The dollar held close to recent trading ranges early in Asia on Tuesday, with investors cautiously awaiting the outcome of the Federal Reserve's two-day policy meeting amid the backdrop of stressed financial markets and slackening global growth.
U.S. interest rates futures implied traders placed a mere 13 percent chance the Fed will hike rates this week. Investors will be parsing the message on what, if any, effect volatility in global markets, plummeting oil prices and heightened fears of a Chinese slowdown will have on the Fed's intentions to continue raising interest rates this year.
The dollar edged down slightly against the yen at 118.11 JPY=, but remained comfortably above a one-year low of 115.97 plumbed last week, with investors also focusing on the Bank of Japan's two-day meeting that will end on Friday.
Sources familiar with the Japanese central bank's thinking say it is likely to cut its core consumer inflation forecast for the coming fiscal year to possibly below 1 percent.
Most strategists and market participants expect the BOJ to hold pat despite the increasingly worrying economic data and stressed markets, though speculation that policymakers might muster additional stimulus steps have underpinned the greenback.
"The market was caught long JPY amid the rapid build-up in expectation for easing. There should be further scope for a reversal to weigh on JPY ahead of the event," wrote Todd Elmer, Citi's Asian head of G10 FX strategy.
"Citi attaches up to a 40 percent probability for a move from the BOJ," he added.

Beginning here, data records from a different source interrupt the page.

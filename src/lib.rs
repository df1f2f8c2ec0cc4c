//! CPU scheduling simulator.
//!
//! Ingests a bounded list of job descriptors, admits them through a
//! memory-gated queue into one ready queue per policy, runs
//! First-Come-First-Served, Shortest-Job-First and Round-Robin (one run per
//! configured quantum), and ranks the policies by average turnaround and
//! average waiting time.
//!
//! # Modules
//!
//! - **`models`**: Domain types — `JobRecord`, `Job`, `ScheduleEntry`, `Timeline`
//! - **`intake`**: Job feed, admission queue, per-policy ready queues
//! - **`dispatching`**: Dispatching rules (FIFO, SPT) and the rule engine
//! - **`scheduler`**: FCFS/SJF/Round-Robin algorithms and metrics
//! - **`comparator`**: Deterministic policy ranking
//! - **`simulation`**: Task orchestration for a full run
//! - **`validation`**: Record and configuration checks
//! - **`workload`**: Reproducible synthetic job lists
//!
//! # Data Flow
//!
//! ```text
//! source → JobFeed → AdmissionQueue → ReadyQueueSet → SchedulingEngine → Ranking
//! ```
//!
//! # References
//!
//! - Silberschatz, Galvin & Gagne, "Operating System Concepts", Ch. 5
//! - Pinedo (2016), "Scheduling: Theory, Algorithms, and Systems"

pub mod comparator;
pub mod config;
pub mod dispatching;
pub mod error;
pub mod intake;
pub mod models;
pub mod scheduler;
pub mod simulation;
pub mod validation;
pub mod workload;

The euro was steady at $1.0851 EUR=EBS, above last week's two-week low of $1.0776 but still undermined by growing expectations that the European Central Bank is gearing up to take more easing steps of its own.
ECB President Mario Draghi promised on Monday to increase inflation, rejecting criticism of the central bank's loose monetary policy and arguing that sluggish growth in prices was damaging the euro zone economy.

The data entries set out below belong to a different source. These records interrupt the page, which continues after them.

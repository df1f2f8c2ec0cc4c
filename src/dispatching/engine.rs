//! Rule engine for multi-criteria dispatching.
//!
//! Applies rules in sequence: the next rule is consulted only when every
//! earlier rule ties. Jobs that tie on all rules keep their queue order
//! (the sort is stable).

use std::cmp::Ordering;
use std::sync::Arc;

use super::DispatchingRule;
use crate::models::Job;

/// A composable rule engine for job ordering.
///
/// # Example
/// ```
/// use cpu_sched::dispatching::{rules, RuleEngine};
///
/// let sjf = RuleEngine::new()
///     .with_rule(rules::Spt)
///     .with_tie_breaker(rules::Fifo);
/// assert_eq!(sjf.rule_names(), vec!["SPT", "FIFO"]);
/// ```
#[derive(Clone)]
pub struct RuleEngine {
    rules: Vec<Arc<dyn DispatchingRule>>,
    epsilon: f64,
}

impl RuleEngine {
    /// Creates an empty rule engine. With no rules, queue order is kept.
    pub fn new() -> Self {
        Self {
            rules: Vec::new(),
            epsilon: 1e-9,
        }
    }

    /// Adds the primary rule.
    pub fn with_rule<R: DispatchingRule + 'static>(mut self, rule: R) -> Self {
        self.rules.push(Arc::new(rule));
        self
    }

    /// Adds a rule consulted only when all earlier rules tie.
    pub fn with_tie_breaker<R: DispatchingRule + 'static>(self, rule: R) -> Self {
        self.with_rule(rule)
    }

    /// Names of the configured rules, in evaluation order.
    pub fn rule_names(&self) -> Vec<&'static str> {
        self.rules.iter().map(|r| r.name()).collect()
    }

    /// Returns indices into `jobs`, highest priority first.
    pub fn sort_indices(&self, jobs: &[Job]) -> Vec<usize> {
        let mut indices: Vec<usize> = (0..jobs.len()).collect();
        indices.sort_by(|&a, &b| self.compare(&jobs[a], &jobs[b]));
        indices
    }

    fn compare(&self, a: &Job, b: &Job) -> Ordering {
        for rule in &self.rules {
            let score_a = rule.evaluate(a);
            let score_b = rule.evaluate(b);

            if (score_a - score_b).abs() > self.epsilon {
                return score_a.partial_cmp(&score_b).unwrap_or(Ordering::Equal);
            }
        }
        Ordering::Equal
    }
}

impl Default for RuleEngine {
    fn default() -> Self {
        Self::new()
    }
}

impl std::fmt::Debug for RuleEngine {
    fn fmt(&self, f: &mut std::fmt::Formatter<'_>) -> std::fmt::Result {
        f.debug_struct("RuleEngine")
            .field("rules", &self.rule_names())
            .finish()
    }
}

#[cfg(test)]
mod tests {
    use super::*;
    use crate::dispatching::rules;
    use crate::models::JobRecord;

    fn make_jobs(bursts: &[(u32, u64)]) -> Vec<Job> {
        bursts
            .iter()
            .enumerate()
            .map(|(seq, &(id, burst))| Job::from_record(&JobRecord::new(id, burst, 1), seq))
            .collect()
    }

    #[test]
    fn test_spt_ordering() {
        let jobs = make_jobs(&[(1, 5), (2, 1), (3, 3)]);
        let engine = RuleEngine::new().with_rule(rules::Spt);

        let indices = engine.sort_indices(&jobs);
        assert_eq!(jobs[indices[0]].id, 2);
        assert_eq!(jobs[indices[1]].id, 3);
        assert_eq!(jobs[indices[2]].id, 1);
    }

    #[test]
    fn test_spt_ties_keep_arrival_order() {
        // IDs deliberately out of order to show ID is not the tie-break
        let jobs = make_jobs(&[(9, 3), (4, 3), (7, 1), (1, 3)]);
        let engine = RuleEngine::new()
            .with_rule(rules::Spt)
            .with_tie_breaker(rules::Fifo);

        let order: Vec<u32> = engine
            .sort_indices(&jobs)
            .into_iter()
            .map(|i| jobs[i].id)
            .collect();
        assert_eq!(order, vec![7, 9, 4, 1]);
    }

    #[test]
    fn test_fifo_keeps_queue_order() {
        let jobs = make_jobs(&[(3, 30), (1, 10), (2, 20)]);
        let engine = RuleEngine::new().with_rule(rules::Fifo);
        assert_eq!(engine.sort_indices(&jobs), vec![0, 1, 2]);
    }

    #[test]
    fn test_no_rules_is_identity() {
        let jobs = make_jobs(&[(3, 30), (1, 10)]);
        assert_eq!(RuleEngine::new().sort_indices(&jobs), vec![0, 1]);
    }

    #[test]
    fn test_empty_jobs() {
        let engine = RuleEngine::new().with_rule(rules::Spt);
        assert!(engine.sort_indices(&[]).is_empty());
    }

    #[test]
    fn test_debug_lists_rules() {
        let engine = RuleEngine::new()
            .with_rule(rules::Spt)
            .with_tie_breaker(rules::Fifo);
        let dbg = format!("{engine:?}");
        assert!(dbg.contains("SPT"));
        assert!(dbg.contains("FIFO"));
    }
}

Markets now price in a 10-basis-point cut in the ECB's -0.3 percent deposit rate in March, and many investors also expect the central bank to increase its monthly asset purcha ses.
The Ifo German business confidence deteriorated to an 11-month low in January, with manufacturers particularly concerned that Europe's largest economy will suffer from a slowdown in emerging markets.
The Australian dollar AUD=D4, meanwhile, slipped about 0.2 percent to $0.6936, after crude oil futures shed 6 percent on Iraq's announcement of record-high oil production against a backdrop of an oversupplied global oil market.